Jango merece um Memorial em Brasília!
O memorial para João Goulart, projetado por Oscar Niemeyer (Reprodução)
O Conversa Afiada publica a nova edição do Correio Saturnino, do ex-Senador Saturnino Braga:
JOÃO BELCHIOR MARQUES GOULART
A versão que ainda predomina sobre e figura humana e política do ex-Presidente João Goulart não faz justiça, nem de longe faz justiça à grandeza do seu verdadeiro significado histórico. A entrevista recentemente concedida por seu filho João Vicente ao jornalista Paulo Amorim recupera aspectos e pontos importantíssimos da gestão de Jango, culminando com a sua decisão, difícil e profundamente patriótica, de deixar o País e evitar, assim, sua transformação em campo de guerra internacional, com quase certa divisão em Brasil do Norte e Brasil do Sul, que era e será sempre o projeto do Grande Império para diminuir a importância do nosso País.

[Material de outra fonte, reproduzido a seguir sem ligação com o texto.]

//! Minimal W3C WebDriver client
//!
//! Only the commands the portal workflow needs, behind the [`Browser`]
//! trait: navigation, cookies, element lookup by CSS selector, typing,
//! clearing, clicking and reading text. Every response is a `{"value": ...}` envelope; failures
//! carry `{"value": {"error": ..., "message": ...}}` with a non-2xx status.

use async_trait::async_trait;
use reqwest::{Method, StatusCode};
use revox_core::SessionError;
use serde::de::DeserializeOwned;
use serde::Deserialize;
use serde_json::{json, Value};
use std::time::Duration;

/// Key of the element reference in W3C responses
pub const ELEMENT_KEY: &str = "element-6066-11e4-a52e-4f735466cecf";

/// WebDriver errors
#[derive(Debug, thiserror::Error)]
pub enum WebDriverError {
    /// Request could not be sent or read
    #[error("http error: {0}")]
    Http(#[from] reqwest::Error),

    /// Driver reported a command error
    #[error("{error}: {message}")]
    Command {
        /// W3C error code, e.g. `no such element`
        error: String,
        /// Driver message
        message: String,
    },

    /// Response did not match the protocol
    #[error("malformed response: {0}")]
    Malformed(String),

    /// Driver process could not be started
    #[error("cannot start driver: {0}")]
    Spawn(#[from] std::io::Error),

    /// Driver never reported ready
    #[error("driver at {0} not ready")]
    NotReady(String),
}

impl WebDriverError {
    /// Whether the driver reported a missing element
    #[must_use]
    pub fn is_no_such_element(&self) -> bool {
        matches!(self, Self::Command { error, .. } if error == "no such element")
    }
}

impl From<WebDriverError> for SessionError {
    fn from(err: WebDriverError) -> Self {
        if err.is_no_such_element() {
            return match err {
                WebDriverError::Command { message, .. } => SessionError::ElementNotFound(message),
                other => SessionError::ElementNotFound(other.to_string()),
            };
        }
        match err {
            WebDriverError::Http(e) => SessionError::Transport(e.to_string()),
            WebDriverError::Spawn(e) => SessionError::Transport(e.to_string()),
            e @ WebDriverError::NotReady(_) => SessionError::Transport(e.to_string()),
            e @ (WebDriverError::Command { .. } | WebDriverError::Malformed(_)) => {
                SessionError::Command(e.to_string())
            }
        }
    }
}

/// Handle of an element found on the current page
#[derive(Debug, Clone, PartialEq, Eq)]
pub struct ElementRef(String);

impl ElementRef {
    /// Wrap a driver-assigned element id
    #[must_use]
    pub fn new(id: impl Into<String>) -> Self {
        Self(id.into())
    }

    /// Driver-assigned element id
    #[inline]
    #[must_use]
    pub fn id(&self) -> &str {
        &self.0
    }
}

#[derive(Debug, Deserialize)]
struct Envelope<T> {
    value: T,
}

#[derive(Debug, Deserialize)]
struct WireError {
    error: String,
    #[serde(default)]
    message: String,
}

#[derive(Debug, Deserialize)]
#[serde(rename_all = "camelCase")]
struct NewSession {
    session_id: String,
}

/// Decode a WebDriver response body
///
/// # Errors
/// `Command` for error envelopes, `Malformed` for anything unreadable.
pub fn decode<T: DeserializeOwned>(status: StatusCode, body: &[u8]) -> Result<T, WebDriverError> {
    if !status.is_success() {
        return match serde_json::from_slice::<Envelope<WireError>>(body) {
            Ok(Envelope { value }) => Err(WebDriverError::Command {
                error: value.error,
                message: value.message,
            }),
            Err(_) => Err(WebDriverError::Malformed(format!(
                "status {status} with body {}",
                String::from_utf8_lossy(body)
            ))),
        };
    }

    serde_json::from_slice::<Envelope<T>>(body)
        .map(|envelope| envelope.value)
        .map_err(|e| WebDriverError::Malformed(e.to_string()))
}

/// Firefox capabilities: private browsing, quiet driver log, optional headless
#[must_use]
pub fn firefox_capabilities(headless: bool) -> Value {
    let args: Vec<&str> = if headless { vec!["-headless"] } else { vec![] };
    json!({
        "capabilities": {
            "alwaysMatch": {
                "browserName": "firefox",
                "moz:firefoxOptions": {
                    "args": args,
                    "prefs": { "browser.privatebrowsing.autostart": true },
                    "log": { "level": "fatal" }
                }
            }
        }
    })
}

/// Connected WebDriver session
#[derive(Debug)]
pub struct WebDriverClient {
    http: reqwest::Client,
    base_url: String,
    session_id: String,
    closed: bool,
}

impl WebDriverClient {
    /// Open a new browser session
    ///
    /// # Errors
    /// Driver unreachable or session refused.
    pub async fn connect(base_url: &str, capabilities: Value) -> Result<Self, WebDriverError> {
        let http = reqwest::Client::new();
        let base_url = base_url.trim_end_matches('/').to_string();

        let response = http
            .post(format!("{base_url}/session"))
            .json(&capabilities)
            .send()
            .await?;
        let status = response.status();
        let body = response.bytes().await?;
        let session: NewSession = decode(status, &body)?;

        tracing::debug!(session_id = %session.session_id, "WebDriver session opened");
        Ok(Self {
            http,
            base_url,
            session_id: session.session_id,
            closed: false,
        })
    }

    /// Session id assigned by the driver
    #[inline]
    #[must_use]
    pub fn session_id(&self) -> &str {
        &self.session_id
    }

    async fn command<T: DeserializeOwned>(
        &self,
        method: Method,
        path: &str,
        body: Option<Value>,
    ) -> Result<T, WebDriverError> {
        let url = format!("{}/session/{}{path}", self.base_url, self.session_id);
        let mut request = self.http.request(method, url);
        if let Some(body) = body {
            request = request.json(&body);
        }

        let response = request.send().await?;
        let status = response.status();
        let bytes = response.bytes().await?;
        decode(status, &bytes)
    }

    /// Set how long element lookups wait for the element to appear
    ///
    /// # Errors
    /// Driver command failure.
    pub async fn set_implicit_wait(&self, wait: Duration) -> Result<(), WebDriverError> {
        let millis = u64::try_from(wait.as_millis()).unwrap_or(u64::MAX);
        self.command(Method::POST, "/timeouts", Some(json!({ "implicit": millis })))
            .await
    }
}

/// Browser commands the portal workflow issues
#[async_trait]
pub trait Browser: Send + Sync {
    /// Navigate to `url`
    async fn navigate(&self, url: &str) -> Result<(), WebDriverError>;

    /// Current page URL
    async fn current_url(&self) -> Result<String, WebDriverError>;

    /// Current page title
    async fn title(&self) -> Result<String, WebDriverError>;

    /// Find an element by CSS selector; `no such element` once the
    /// implicit wait expires
    async fn find(&self, selector: &str) -> Result<ElementRef, WebDriverError>;

    /// Type into an element
    async fn send_keys(&self, element: &ElementRef, text: &str) -> Result<(), WebDriverError>;

    /// Empty an editable element
    async fn clear(&self, element: &ElementRef) -> Result<(), WebDriverError>;

    /// Click an element
    async fn click(&self, element: &ElementRef) -> Result<(), WebDriverError>;

    /// Visible text of an element
    async fn text(&self, element: &ElementRef) -> Result<String, WebDriverError>;

    /// Whether an element is rendered visibly
    async fn is_displayed(&self, element: &ElementRef) -> Result<bool, WebDriverError>;

    /// Drop every cookie of the current document's domain
    async fn delete_cookies(&self) -> Result<(), WebDriverError>;

    /// End the browser session; later calls are no-ops
    async fn close(&mut self) -> Result<(), WebDriverError>;

    /// Find an element, `None` when it is absent
    async fn find_optional(&self, selector: &str) -> Result<Option<ElementRef>, WebDriverError> {
        match self.find(selector).await {
            Ok(element) => Ok(Some(element)),
            Err(e) if e.is_no_such_element() => Ok(None),
            Err(e) => Err(e),
        }
    }
}

#[async_trait]
impl Browser for WebDriverClient {
    async fn navigate(&self, url: &str) -> Result<(), WebDriverError> {
        self.command(Method::POST, "/url", Some(json!({ "url": url })))
            .await
    }

    async fn current_url(&self) -> Result<String, WebDriverError> {
        self.command(Method::GET, "/url", None).await
    }

    async fn title(&self) -> Result<String, WebDriverError> {
        self.command(Method::GET, "/title", None).await
    }

    async fn find(&self, selector: &str) -> Result<ElementRef, WebDriverError> {
        let value: Value = self
            .command(
                Method::POST,
                "/element",
                Some(json!({ "using": "css selector", "value": selector })),
            )
            .await?;

        value
            .get(ELEMENT_KEY)
            .and_then(Value::as_str)
            .map(ElementRef::new)
            .ok_or_else(|| WebDriverError::Malformed(format!("no element reference in {value}")))
    }

    async fn send_keys(&self, element: &ElementRef, text: &str) -> Result<(), WebDriverError> {
        self.command(
            Method::POST,
            &format!("/element/{}/value", element.id()),
            Some(json!({ "text": text })),
        )
        .await
    }

    async fn clear(&self, element: &ElementRef) -> Result<(), WebDriverError> {
        self.command(
            Method::POST,
            &format!("/element/{}/clear", element.id()),
            Some(json!({})),
        )
        .await
    }

    async fn click(&self, element: &ElementRef) -> Result<(), WebDriverError> {
        self.command(
            Method::POST,
            &format!("/element/{}/click", element.id()),
            Some(json!({})),
        )
        .await
    }

    async fn text(&self, element: &ElementRef) -> Result<String, WebDriverError> {
        self.command(Method::GET, &format!("/element/{}/text", element.id()), None)
            .await
    }

    async fn is_displayed(&self, element: &ElementRef) -> Result<bool, WebDriverError> {
        self.command(
            Method::GET,
            &format!("/element/{}/displayed", element.id()),
            None,
        )
        .await
    }

    async fn delete_cookies(&self) -> Result<(), WebDriverError> {
        self.command(Method::DELETE, "/cookie", None).await
    }

    async fn close(&mut self) -> Result<(), WebDriverError> {
        if self.closed {
            return Ok(());
        }
        self.closed = true;
        self.command::<Value>(Method::DELETE, "", None).await?;
        tracing::debug!(session_id = %self.session_id, "WebDriver session closed");
        Ok(())
    }
}

#[cfg(test)]
mod tests {
    use super::*;
    use pretty_assertions::assert_eq;

    #[test]
    fn decode_value_envelope() {
        let title: String = decode(StatusCode::OK, br#"{"value":"Unity ID"}"#).unwrap();
        assert_eq!(title, "Unity ID");

        decode::<()>(StatusCode::OK, br#"{"value":null}"#).unwrap();
    }

    #[test]
    fn decode_new_session() {
        let body = br#"{"value":{"sessionId":"4d1f","capabilities":{"browserName":"firefox"}}}"#;
        let session: NewSession = decode(StatusCode::OK, body).unwrap();
        assert_eq!(session.session_id, "4d1f");
    }

    #[test]
    fn decode_missing_element() {
        let body = br#"{"value":{"error":"no such element","message":"Unable to locate element: div.error-msg","stacktrace":""}}"#;
        let err = decode::<Value>(StatusCode::NOT_FOUND, body).unwrap_err();

        assert!(err.is_no_such_element());
        assert!(matches!(
            SessionError::from(err),
            SessionError::ElementNotFound(msg) if msg.contains("div.error-msg")
        ));
    }

    #[test]
    fn decode_other_command_error() {
        let body = br#"{"value":{"error":"invalid session id","message":"gone"}}"#;
        let err = decode::<Value>(StatusCode::NOT_FOUND, body).unwrap_err();

        assert!(!err.is_no_such_element());
        assert!(matches!(SessionError::from(err), SessionError::Command(_)));
    }

    #[test]
    fn decode_garbage_is_malformed() {
        let err = decode::<Value>(StatusCode::BAD_GATEWAY, b"<html>").unwrap_err();
        assert!(matches!(err, WebDriverError::Malformed(_)));

        let err = decode::<String>(StatusCode::OK, br#"{"value":42}"#).unwrap_err();
        assert!(matches!(err, WebDriverError::Malformed(_)));
    }

    #[test]
    fn capabilities_request_private_headless_firefox() {
        let caps = firefox_capabilities(true);
        let options = &caps["capabilities"]["alwaysMatch"]["moz:firefoxOptions"];

        assert_eq!(caps["capabilities"]["alwaysMatch"]["browserName"], "firefox");
        assert_eq!(options["args"], json!(["-headless"]));
        assert_eq!(options["prefs"]["browser.privatebrowsing.autostart"], true);

        let windowed = firefox_capabilities(false);
        assert_eq!(
            windowed["capabilities"]["alwaysMatch"]["moz:firefoxOptions"]["args"],
            json!([])
        );
    }
}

Eu era um jovem e bisonho deputado federal do Partido Socialista Brasileiro, com um ano apenas de mandato, que vinha do BNDE cheio de ideias desenvolvimentistas e distributivistas das reformas de base, e observava atônito o tiroteio interno, intenso e barulhento, provocado por potências mundiais que se enfrentavam no auge da guerra fria, tiroteio que dominou a política brasileira desde a posse de Jango.
Cuba tinha realizado sua revolução socialista, nas barbas do grande Império, com um êxito surpreendente que assombrava o mundo inteiro; e animava, e excitava, e impelia à luta a esquerda brasileira: se a pequenina Cuba tinha conseguido, quem poderia conter o ímpeto da grande revolução brasileira?
Kruschev, o grande líder soviético, radicalizava suas posições e provocava abertamente Kennedy, o grande líder americano: chegou a enviar a Cuba mísseis com ogivas nucleares!! Oh Deus, como a humanidade esteve perto da sua extinção!
O PCB, o velho, o experiente, o cauteloso e grande Partidão, recebeu, com certeza, instruções de Moscou para também radicalizar. E jogou-se de frente no ativismo radicalizador, foi uma das forças mais influentes no avanço desordenado e pretensamente imbatível das forças revolucionárias brasileiras. Era o momento histórico: o Presidente da República, comandante-chefe das Forças Armadas, era um velho e confiável companheiro de lutas!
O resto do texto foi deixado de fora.